_PROBLEM TO WORK ON_. Only the lines below starting at the one containing "let state = Arc::new(AppState::new(Arc::clone(&ledger)));" and ending at the one containing "fn init_tracing(logging: &LoggingConfig)" belong in the answer, each copied exactly.

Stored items
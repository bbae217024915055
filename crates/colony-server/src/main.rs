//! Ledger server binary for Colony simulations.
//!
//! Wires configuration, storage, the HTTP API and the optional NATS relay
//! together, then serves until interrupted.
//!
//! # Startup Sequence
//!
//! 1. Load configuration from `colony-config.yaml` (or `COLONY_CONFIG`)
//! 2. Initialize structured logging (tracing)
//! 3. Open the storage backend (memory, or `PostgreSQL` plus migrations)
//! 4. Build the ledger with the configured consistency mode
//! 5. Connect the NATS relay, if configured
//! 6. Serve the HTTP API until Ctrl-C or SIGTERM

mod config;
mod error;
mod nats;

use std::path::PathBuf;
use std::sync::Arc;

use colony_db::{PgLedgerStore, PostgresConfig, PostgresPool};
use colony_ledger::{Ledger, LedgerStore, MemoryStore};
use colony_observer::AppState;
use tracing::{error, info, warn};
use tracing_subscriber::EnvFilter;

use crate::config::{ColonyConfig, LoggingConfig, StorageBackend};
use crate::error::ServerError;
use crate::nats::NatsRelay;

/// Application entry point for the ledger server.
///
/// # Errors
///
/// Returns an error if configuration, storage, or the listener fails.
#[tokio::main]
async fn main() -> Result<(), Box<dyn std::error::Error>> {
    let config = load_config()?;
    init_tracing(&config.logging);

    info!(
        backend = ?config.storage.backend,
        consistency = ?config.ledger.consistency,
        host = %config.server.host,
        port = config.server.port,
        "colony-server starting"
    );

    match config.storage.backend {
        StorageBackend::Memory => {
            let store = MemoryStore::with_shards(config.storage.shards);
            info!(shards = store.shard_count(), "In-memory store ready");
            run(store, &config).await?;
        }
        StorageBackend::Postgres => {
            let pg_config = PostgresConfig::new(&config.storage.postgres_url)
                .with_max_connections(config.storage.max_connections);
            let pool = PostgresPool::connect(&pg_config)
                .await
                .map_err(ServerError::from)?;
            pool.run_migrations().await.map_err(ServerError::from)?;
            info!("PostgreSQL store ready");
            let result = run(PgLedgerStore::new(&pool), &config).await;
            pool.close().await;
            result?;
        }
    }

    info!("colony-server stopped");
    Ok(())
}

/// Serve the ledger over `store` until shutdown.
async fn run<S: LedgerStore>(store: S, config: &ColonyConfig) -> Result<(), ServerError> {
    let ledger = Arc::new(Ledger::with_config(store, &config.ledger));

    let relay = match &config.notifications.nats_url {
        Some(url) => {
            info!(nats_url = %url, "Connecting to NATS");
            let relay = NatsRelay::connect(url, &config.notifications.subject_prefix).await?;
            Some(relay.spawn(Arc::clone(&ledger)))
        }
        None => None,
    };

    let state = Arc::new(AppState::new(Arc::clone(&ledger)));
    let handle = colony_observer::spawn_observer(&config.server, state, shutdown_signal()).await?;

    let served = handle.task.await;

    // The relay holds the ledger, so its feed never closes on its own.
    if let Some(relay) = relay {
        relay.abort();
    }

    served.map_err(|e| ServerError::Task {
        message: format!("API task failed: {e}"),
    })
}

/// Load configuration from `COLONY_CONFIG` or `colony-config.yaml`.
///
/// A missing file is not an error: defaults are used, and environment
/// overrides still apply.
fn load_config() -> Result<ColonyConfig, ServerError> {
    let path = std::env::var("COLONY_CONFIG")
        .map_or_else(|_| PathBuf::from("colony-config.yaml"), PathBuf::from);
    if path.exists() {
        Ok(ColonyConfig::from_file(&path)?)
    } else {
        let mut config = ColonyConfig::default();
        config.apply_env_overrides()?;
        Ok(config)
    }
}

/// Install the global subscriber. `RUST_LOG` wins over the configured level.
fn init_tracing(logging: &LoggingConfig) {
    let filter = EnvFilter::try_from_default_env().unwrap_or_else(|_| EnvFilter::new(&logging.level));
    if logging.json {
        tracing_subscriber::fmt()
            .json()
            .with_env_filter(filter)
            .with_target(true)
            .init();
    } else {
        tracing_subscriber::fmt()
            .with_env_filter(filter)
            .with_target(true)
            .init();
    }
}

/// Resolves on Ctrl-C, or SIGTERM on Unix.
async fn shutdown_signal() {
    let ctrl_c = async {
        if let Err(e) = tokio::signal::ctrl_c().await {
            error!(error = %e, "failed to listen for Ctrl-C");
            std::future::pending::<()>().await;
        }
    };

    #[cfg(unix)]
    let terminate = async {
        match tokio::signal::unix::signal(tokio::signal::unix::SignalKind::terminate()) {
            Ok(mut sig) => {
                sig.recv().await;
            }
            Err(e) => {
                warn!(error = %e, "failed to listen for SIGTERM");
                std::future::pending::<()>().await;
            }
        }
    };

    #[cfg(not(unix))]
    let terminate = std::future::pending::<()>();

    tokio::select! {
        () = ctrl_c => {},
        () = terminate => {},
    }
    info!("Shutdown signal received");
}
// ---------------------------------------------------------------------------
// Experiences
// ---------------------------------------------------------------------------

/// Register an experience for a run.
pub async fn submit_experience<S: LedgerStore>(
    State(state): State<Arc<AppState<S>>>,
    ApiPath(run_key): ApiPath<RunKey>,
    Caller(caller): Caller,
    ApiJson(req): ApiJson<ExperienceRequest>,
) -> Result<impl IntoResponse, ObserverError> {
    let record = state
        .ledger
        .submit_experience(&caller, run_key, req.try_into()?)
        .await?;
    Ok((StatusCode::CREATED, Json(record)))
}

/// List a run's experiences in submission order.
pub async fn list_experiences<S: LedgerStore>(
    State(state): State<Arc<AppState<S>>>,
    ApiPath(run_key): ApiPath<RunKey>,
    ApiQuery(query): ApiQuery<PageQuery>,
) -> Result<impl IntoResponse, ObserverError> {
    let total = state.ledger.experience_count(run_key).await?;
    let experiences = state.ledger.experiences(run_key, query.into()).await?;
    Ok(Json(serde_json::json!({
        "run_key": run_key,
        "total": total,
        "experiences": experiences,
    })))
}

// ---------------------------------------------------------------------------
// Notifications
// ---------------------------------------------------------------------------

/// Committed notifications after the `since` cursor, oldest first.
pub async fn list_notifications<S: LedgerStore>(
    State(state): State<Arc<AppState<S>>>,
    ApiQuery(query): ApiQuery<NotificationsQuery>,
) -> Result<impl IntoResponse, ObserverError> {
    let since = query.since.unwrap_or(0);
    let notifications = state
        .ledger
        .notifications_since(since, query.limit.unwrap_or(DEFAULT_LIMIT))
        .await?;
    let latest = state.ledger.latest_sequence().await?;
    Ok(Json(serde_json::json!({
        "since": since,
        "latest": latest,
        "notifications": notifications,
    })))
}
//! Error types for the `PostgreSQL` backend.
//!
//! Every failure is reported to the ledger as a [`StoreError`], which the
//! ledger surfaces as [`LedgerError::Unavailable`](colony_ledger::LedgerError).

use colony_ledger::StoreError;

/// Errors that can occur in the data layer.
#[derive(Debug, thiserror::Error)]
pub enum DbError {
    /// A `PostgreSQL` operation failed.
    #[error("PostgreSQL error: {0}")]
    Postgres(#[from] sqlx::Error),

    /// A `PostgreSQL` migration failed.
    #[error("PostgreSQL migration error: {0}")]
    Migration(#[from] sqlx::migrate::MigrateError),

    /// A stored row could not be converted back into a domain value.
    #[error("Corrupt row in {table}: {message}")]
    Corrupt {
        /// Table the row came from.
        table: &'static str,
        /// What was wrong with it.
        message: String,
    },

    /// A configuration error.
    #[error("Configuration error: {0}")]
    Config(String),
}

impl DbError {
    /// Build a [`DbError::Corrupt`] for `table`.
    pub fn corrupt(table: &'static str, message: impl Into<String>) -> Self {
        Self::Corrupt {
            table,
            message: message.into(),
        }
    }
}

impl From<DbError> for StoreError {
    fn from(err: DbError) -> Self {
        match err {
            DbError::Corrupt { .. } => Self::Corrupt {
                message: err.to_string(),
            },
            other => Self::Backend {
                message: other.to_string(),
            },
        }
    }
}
* * *
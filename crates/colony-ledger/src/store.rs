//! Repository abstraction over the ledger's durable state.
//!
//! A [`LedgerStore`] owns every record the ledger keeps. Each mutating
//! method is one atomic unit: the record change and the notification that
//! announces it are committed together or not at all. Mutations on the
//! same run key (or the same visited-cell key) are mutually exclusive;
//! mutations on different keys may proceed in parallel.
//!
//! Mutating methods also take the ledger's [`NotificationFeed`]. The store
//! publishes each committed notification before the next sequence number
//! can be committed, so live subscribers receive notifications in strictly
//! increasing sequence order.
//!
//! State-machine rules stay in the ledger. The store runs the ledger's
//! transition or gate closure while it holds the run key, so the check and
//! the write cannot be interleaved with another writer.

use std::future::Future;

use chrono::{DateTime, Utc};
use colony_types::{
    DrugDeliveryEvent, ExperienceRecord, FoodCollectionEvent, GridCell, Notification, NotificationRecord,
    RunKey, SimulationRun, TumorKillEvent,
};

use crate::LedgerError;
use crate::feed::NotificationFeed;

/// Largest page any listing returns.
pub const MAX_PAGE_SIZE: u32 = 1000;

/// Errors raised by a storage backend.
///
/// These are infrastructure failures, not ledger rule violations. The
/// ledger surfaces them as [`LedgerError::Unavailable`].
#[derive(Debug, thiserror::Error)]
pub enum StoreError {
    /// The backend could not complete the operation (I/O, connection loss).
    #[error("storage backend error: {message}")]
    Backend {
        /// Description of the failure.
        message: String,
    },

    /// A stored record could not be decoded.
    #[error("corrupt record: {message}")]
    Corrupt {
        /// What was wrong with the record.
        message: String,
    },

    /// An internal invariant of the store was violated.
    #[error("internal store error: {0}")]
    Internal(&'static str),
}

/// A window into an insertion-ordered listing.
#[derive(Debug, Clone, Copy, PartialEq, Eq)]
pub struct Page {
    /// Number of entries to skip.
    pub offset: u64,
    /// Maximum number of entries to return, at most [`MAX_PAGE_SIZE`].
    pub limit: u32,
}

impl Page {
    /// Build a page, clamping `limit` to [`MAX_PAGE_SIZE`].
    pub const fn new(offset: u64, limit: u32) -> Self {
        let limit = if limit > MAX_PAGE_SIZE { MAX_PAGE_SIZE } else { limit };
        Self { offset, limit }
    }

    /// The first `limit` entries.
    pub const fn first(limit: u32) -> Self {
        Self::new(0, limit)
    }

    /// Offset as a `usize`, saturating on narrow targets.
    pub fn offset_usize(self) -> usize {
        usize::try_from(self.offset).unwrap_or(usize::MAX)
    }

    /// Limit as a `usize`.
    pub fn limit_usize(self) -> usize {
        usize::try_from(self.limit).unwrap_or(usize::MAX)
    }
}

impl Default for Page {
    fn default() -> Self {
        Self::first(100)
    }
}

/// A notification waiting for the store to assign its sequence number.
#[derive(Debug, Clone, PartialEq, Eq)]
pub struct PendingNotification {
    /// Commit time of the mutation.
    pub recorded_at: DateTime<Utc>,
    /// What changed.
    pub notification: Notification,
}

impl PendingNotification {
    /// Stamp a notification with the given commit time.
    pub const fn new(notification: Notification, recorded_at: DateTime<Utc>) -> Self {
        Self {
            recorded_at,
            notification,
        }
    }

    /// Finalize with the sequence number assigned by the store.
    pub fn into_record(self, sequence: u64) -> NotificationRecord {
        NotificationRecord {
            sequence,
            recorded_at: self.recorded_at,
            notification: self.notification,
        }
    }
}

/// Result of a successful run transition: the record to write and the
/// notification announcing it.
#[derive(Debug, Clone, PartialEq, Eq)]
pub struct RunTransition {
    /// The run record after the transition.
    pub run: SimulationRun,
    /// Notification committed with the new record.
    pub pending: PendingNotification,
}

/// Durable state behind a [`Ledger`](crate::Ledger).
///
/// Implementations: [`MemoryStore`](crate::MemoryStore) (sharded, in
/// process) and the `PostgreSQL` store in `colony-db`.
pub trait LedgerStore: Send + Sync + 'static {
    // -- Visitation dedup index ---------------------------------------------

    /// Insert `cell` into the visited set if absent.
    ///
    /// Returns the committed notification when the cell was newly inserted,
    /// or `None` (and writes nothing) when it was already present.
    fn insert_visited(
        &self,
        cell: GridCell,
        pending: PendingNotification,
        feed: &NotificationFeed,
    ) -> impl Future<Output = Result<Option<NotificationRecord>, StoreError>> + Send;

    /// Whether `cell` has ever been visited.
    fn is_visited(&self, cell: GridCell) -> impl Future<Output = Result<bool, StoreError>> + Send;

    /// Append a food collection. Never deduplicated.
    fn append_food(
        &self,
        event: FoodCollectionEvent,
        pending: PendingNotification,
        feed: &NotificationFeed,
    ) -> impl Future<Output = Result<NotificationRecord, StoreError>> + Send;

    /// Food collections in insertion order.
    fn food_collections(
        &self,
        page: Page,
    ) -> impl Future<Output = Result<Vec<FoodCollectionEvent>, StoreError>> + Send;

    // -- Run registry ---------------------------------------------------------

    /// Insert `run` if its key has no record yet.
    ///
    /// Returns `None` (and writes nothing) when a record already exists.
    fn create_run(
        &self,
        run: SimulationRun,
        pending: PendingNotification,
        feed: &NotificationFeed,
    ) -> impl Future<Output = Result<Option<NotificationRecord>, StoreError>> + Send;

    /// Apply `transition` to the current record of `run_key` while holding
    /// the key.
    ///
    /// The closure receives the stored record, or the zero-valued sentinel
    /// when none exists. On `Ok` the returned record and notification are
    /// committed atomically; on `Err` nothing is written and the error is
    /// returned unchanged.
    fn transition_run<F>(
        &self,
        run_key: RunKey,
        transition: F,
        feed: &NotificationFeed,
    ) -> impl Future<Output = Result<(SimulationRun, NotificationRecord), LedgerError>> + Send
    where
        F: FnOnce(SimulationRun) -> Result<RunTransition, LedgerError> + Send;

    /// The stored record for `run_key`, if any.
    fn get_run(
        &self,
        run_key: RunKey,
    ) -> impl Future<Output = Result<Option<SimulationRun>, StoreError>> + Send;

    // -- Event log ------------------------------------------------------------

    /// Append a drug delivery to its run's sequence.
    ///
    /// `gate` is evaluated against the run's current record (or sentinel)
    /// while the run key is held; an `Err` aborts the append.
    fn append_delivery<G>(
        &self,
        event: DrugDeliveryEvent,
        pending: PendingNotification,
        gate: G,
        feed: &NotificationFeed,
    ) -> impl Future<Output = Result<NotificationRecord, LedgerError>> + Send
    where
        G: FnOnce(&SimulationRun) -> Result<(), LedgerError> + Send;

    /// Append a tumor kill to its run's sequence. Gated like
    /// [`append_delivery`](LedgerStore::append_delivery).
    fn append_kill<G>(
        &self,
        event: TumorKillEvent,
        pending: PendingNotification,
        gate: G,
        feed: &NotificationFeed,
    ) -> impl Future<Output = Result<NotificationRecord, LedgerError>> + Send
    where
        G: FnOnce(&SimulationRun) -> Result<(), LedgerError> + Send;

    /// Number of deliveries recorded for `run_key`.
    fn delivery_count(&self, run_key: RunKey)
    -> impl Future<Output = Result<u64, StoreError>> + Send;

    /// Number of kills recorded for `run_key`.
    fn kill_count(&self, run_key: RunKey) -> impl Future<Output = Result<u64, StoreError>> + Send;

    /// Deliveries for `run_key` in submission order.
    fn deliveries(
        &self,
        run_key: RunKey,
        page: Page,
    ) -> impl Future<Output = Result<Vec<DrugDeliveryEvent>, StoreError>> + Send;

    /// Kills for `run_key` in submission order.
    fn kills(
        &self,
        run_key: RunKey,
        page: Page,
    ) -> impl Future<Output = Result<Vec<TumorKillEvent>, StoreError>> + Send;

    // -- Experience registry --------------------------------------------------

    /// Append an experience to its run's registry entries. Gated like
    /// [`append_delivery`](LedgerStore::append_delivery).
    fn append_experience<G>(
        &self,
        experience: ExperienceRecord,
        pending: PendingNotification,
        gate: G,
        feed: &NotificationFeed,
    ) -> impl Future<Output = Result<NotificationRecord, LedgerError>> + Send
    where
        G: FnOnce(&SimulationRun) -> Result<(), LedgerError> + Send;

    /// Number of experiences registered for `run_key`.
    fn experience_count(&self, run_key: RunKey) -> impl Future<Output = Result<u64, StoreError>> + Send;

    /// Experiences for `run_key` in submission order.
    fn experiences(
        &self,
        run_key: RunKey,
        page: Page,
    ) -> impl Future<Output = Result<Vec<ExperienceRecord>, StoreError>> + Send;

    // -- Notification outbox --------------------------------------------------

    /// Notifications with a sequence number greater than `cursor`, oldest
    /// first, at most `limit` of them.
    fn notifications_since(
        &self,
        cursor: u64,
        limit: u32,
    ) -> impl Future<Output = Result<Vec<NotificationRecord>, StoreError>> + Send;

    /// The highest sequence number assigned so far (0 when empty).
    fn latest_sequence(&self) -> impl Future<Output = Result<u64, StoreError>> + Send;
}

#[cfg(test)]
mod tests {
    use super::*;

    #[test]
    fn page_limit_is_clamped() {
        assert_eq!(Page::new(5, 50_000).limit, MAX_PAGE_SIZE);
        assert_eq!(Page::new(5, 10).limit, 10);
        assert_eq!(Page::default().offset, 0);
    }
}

_ANSWER SPACE_.
    let state = Arc::new(AppState::new(Arc::clone(&ledger)));
    let handle = colony_observer::spawn_observer(&config.server, state, shutdown_signal()).await?;

    let served = handle.task.await;

    // The relay holds the ledger, so its feed never closes on its own.
    if let Some(relay) = relay {
        relay.abort();
    }

    served.map_err(|e| ServerError::Task {
        message: format!("API task failed: {e}"),
    })
}

/// Load configuration from `COLONY_CONFIG` or `colony-config.yaml`.
///
/// A missing file is not an error: defaults are used, and environment
/// overrides still apply.
fn load_config() -> Result<ColonyConfig, ServerError> {
    let path = std::env::var("COLONY_CONFIG")
        .map_or_else(|_| PathBuf::from("colony-config.yaml"), PathBuf::from);
    if path.exists() {
        Ok(ColonyConfig::from_file(&path)?)
    } else {
        let mut config = ColonyConfig::default();
        config.apply_env_overrides()?;
        Ok(config)
    }
}

/// Install the global subscriber. `RUST_LOG` wins over the configured level.
fn init_tracing(logging: &LoggingConfig) {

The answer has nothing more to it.